__Records for this exercise__

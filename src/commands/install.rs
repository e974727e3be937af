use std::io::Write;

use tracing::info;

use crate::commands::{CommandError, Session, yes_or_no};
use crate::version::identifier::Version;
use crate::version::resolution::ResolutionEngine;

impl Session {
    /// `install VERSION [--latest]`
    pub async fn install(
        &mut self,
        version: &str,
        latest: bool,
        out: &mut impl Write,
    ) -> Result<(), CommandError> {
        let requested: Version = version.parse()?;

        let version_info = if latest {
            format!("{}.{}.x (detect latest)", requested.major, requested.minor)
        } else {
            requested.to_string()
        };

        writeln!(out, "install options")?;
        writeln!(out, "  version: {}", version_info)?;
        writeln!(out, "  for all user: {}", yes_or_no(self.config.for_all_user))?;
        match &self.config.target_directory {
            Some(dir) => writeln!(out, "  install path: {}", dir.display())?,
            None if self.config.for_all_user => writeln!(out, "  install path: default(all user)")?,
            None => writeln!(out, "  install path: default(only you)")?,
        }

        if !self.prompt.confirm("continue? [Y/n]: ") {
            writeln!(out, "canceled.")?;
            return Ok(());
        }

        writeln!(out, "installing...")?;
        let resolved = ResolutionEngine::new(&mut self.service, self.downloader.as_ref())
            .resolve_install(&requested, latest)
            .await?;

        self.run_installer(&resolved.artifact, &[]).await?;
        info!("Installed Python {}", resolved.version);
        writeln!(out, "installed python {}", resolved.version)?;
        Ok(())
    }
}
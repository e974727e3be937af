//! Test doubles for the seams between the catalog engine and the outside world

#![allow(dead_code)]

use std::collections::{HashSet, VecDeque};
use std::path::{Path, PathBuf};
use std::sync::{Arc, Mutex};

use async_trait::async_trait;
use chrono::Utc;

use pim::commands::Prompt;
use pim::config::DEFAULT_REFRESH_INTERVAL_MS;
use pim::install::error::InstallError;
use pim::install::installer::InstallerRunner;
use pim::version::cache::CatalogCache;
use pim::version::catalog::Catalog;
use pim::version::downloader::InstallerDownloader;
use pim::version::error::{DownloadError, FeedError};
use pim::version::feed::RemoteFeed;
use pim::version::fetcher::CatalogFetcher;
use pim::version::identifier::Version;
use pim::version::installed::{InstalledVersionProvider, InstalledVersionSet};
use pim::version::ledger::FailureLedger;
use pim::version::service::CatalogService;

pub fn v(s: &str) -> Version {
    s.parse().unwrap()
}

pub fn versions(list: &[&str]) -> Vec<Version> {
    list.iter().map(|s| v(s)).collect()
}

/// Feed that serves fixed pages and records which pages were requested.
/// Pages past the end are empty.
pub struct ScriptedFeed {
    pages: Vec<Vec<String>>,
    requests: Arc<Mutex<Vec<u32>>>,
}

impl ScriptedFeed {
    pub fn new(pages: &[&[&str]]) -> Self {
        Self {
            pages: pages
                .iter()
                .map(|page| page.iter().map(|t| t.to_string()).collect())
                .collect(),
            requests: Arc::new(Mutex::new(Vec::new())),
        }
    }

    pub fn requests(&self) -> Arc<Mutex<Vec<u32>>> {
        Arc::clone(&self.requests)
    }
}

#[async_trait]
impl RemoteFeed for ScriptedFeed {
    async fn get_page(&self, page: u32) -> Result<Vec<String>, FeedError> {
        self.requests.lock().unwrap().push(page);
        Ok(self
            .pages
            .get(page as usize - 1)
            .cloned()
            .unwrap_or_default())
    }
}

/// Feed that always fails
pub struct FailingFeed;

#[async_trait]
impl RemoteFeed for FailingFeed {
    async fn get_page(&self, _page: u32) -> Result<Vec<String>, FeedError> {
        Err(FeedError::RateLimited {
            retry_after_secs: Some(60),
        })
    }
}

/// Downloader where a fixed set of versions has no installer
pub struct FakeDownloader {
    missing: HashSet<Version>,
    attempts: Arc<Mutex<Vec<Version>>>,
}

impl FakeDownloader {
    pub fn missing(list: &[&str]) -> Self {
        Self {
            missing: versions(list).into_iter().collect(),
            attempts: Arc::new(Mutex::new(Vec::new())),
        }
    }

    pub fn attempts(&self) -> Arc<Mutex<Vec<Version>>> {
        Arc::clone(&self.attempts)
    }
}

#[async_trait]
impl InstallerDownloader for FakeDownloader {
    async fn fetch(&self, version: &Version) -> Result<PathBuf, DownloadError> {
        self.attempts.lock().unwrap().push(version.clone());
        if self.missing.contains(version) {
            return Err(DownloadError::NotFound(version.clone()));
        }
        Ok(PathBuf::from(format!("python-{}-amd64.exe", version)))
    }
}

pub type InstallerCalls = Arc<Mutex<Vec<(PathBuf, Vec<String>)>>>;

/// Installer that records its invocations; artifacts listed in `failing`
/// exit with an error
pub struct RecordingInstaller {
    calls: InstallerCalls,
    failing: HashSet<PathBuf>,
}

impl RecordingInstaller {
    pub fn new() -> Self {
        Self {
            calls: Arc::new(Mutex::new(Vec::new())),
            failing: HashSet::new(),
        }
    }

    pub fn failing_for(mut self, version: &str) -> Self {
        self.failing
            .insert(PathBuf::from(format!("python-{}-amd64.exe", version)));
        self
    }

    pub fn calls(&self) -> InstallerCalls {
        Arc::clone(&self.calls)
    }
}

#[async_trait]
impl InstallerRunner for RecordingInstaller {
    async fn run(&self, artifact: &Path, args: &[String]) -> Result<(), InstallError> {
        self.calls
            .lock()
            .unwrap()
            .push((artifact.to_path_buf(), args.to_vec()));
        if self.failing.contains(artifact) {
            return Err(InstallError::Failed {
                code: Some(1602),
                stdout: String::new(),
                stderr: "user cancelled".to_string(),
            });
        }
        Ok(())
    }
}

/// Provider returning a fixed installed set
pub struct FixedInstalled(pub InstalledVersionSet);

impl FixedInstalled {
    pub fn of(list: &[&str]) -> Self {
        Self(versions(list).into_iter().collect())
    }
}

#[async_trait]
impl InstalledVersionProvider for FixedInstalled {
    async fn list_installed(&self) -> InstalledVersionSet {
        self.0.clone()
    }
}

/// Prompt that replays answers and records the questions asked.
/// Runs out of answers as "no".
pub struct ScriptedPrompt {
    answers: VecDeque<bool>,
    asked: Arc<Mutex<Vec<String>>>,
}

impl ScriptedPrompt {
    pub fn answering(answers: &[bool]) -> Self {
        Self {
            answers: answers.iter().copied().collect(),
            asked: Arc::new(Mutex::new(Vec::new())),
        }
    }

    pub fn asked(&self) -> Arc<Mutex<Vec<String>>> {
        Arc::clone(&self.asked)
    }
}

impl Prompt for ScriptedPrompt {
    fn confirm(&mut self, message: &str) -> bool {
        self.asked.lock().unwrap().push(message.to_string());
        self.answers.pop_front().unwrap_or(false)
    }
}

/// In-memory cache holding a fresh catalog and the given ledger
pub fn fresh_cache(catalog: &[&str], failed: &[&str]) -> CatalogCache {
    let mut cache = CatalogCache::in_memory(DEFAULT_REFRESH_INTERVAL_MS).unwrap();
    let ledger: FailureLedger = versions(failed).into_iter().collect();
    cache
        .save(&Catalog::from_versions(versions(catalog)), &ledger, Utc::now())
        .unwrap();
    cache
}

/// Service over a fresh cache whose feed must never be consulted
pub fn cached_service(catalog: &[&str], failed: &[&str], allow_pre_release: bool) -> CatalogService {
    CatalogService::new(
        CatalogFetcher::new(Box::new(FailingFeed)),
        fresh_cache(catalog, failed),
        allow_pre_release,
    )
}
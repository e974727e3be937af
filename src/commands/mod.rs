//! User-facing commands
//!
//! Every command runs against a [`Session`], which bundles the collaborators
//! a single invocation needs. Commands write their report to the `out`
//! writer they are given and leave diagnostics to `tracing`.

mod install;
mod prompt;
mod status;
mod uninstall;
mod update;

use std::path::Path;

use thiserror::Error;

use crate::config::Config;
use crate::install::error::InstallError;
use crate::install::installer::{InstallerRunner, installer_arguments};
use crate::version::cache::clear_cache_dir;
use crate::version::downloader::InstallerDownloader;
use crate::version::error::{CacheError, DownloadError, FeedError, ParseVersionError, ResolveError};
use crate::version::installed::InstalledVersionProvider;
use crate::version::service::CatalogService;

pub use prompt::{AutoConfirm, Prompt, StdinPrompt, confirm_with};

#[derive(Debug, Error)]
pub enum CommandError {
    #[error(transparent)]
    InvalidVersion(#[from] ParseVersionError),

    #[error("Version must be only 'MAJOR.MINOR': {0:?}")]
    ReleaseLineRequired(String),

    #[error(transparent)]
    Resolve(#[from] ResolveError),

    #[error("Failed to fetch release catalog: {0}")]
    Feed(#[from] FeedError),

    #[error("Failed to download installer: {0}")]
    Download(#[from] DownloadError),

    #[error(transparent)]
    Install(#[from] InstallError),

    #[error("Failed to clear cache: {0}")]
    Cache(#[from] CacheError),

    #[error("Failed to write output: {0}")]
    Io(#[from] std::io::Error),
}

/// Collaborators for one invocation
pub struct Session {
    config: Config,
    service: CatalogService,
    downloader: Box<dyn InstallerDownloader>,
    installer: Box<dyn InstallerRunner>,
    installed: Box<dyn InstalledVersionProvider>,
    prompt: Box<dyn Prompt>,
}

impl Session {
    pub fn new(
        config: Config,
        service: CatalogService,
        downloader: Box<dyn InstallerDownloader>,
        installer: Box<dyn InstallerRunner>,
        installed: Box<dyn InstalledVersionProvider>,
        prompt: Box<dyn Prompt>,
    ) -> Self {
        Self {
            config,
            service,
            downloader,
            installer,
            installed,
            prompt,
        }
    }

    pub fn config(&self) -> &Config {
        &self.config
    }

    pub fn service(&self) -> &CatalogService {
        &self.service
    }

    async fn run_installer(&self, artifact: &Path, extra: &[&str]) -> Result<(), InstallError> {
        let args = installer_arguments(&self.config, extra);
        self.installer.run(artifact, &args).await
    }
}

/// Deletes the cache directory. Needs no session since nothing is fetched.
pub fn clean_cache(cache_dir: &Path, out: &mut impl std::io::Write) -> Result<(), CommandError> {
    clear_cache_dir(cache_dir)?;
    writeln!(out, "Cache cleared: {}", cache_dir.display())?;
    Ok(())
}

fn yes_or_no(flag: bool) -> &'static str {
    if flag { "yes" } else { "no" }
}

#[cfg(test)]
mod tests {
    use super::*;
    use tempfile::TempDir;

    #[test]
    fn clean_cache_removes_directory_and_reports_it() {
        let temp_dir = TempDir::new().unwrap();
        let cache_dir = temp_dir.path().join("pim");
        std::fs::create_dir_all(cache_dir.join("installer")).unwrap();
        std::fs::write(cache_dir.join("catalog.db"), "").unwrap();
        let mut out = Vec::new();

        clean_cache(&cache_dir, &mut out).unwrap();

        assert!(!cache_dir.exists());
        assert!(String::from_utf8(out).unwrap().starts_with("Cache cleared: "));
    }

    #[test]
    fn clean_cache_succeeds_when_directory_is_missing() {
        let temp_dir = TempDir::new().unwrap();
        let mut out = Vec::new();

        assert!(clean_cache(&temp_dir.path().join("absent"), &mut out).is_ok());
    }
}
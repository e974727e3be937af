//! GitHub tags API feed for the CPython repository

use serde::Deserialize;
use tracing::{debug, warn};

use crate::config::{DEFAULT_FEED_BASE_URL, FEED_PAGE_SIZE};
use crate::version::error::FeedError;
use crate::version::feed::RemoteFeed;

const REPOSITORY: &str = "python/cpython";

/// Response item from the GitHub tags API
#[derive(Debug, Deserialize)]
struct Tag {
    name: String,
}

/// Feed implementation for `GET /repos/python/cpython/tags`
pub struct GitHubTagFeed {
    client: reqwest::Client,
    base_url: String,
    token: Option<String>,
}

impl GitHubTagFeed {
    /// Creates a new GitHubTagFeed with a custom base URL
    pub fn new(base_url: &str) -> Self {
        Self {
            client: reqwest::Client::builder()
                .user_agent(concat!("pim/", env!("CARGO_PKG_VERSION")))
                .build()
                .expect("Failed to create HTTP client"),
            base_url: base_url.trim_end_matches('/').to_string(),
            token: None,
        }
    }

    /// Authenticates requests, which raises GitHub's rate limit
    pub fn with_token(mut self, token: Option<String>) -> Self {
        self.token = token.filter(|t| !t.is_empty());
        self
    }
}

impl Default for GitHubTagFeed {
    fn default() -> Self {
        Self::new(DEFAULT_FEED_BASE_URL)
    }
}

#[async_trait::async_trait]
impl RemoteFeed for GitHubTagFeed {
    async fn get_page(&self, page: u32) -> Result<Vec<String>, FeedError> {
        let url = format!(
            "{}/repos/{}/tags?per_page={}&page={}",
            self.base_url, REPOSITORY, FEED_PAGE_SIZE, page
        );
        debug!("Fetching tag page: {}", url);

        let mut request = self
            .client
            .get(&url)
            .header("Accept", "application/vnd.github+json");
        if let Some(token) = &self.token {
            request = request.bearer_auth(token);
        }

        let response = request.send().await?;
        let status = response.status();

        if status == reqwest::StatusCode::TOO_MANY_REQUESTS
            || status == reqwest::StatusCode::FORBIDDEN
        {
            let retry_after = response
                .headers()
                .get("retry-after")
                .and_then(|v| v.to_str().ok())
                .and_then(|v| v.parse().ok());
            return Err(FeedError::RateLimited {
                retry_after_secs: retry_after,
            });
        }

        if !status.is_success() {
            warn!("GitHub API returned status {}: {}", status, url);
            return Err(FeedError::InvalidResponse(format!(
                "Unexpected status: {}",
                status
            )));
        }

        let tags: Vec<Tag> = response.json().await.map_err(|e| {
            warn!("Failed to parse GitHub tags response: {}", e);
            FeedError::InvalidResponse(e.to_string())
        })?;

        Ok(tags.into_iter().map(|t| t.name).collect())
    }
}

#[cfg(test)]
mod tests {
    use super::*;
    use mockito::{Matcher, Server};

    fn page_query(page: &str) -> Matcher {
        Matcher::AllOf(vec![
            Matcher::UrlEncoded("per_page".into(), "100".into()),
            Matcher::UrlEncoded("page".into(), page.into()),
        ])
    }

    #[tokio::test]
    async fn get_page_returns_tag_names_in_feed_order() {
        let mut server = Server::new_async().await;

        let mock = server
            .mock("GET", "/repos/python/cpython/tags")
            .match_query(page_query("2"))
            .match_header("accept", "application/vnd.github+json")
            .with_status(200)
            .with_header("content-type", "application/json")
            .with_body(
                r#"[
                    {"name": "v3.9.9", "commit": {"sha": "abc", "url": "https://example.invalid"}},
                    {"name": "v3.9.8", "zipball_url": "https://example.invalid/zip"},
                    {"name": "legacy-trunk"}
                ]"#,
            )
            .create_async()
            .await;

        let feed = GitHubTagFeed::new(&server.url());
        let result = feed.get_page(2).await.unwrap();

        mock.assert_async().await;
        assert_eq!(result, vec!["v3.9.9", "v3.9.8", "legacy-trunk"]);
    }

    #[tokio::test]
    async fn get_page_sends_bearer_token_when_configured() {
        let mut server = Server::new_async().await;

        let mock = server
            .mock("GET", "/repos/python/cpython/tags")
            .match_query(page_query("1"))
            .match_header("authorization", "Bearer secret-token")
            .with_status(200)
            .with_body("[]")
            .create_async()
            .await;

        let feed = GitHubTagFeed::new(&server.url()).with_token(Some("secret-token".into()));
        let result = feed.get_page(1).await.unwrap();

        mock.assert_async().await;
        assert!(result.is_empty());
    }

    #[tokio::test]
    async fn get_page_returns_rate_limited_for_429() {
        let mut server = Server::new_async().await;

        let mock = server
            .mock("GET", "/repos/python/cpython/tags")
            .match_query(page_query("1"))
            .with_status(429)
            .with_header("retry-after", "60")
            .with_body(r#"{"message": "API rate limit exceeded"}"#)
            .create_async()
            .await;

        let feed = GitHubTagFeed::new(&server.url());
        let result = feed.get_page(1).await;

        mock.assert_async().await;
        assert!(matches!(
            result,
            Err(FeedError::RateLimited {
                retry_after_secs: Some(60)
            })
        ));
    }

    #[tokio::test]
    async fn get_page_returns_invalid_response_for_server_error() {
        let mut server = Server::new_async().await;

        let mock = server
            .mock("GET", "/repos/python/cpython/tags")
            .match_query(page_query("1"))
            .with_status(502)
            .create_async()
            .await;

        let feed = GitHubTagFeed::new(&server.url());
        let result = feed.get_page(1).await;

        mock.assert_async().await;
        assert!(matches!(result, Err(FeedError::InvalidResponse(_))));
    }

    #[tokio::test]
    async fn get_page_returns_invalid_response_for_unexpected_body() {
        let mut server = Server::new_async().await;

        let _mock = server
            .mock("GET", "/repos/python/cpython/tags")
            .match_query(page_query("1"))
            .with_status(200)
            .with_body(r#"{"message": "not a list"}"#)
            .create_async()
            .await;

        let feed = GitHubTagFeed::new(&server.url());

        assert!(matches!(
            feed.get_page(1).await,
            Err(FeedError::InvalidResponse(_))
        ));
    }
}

__Your task__
Look for the word "answers" in every line of the listing and copy the lines that have it.

__Answer section__
/// Prompt that replays answers and records the questions asked.
/// Runs out of answers as "no".
    answers: VecDeque<bool>,
    pub fn answering(answers: &[bool]) -> Self {
            answers: answers.iter().copied().collect(),
        self.answers.pop_front().unwrap_or(false)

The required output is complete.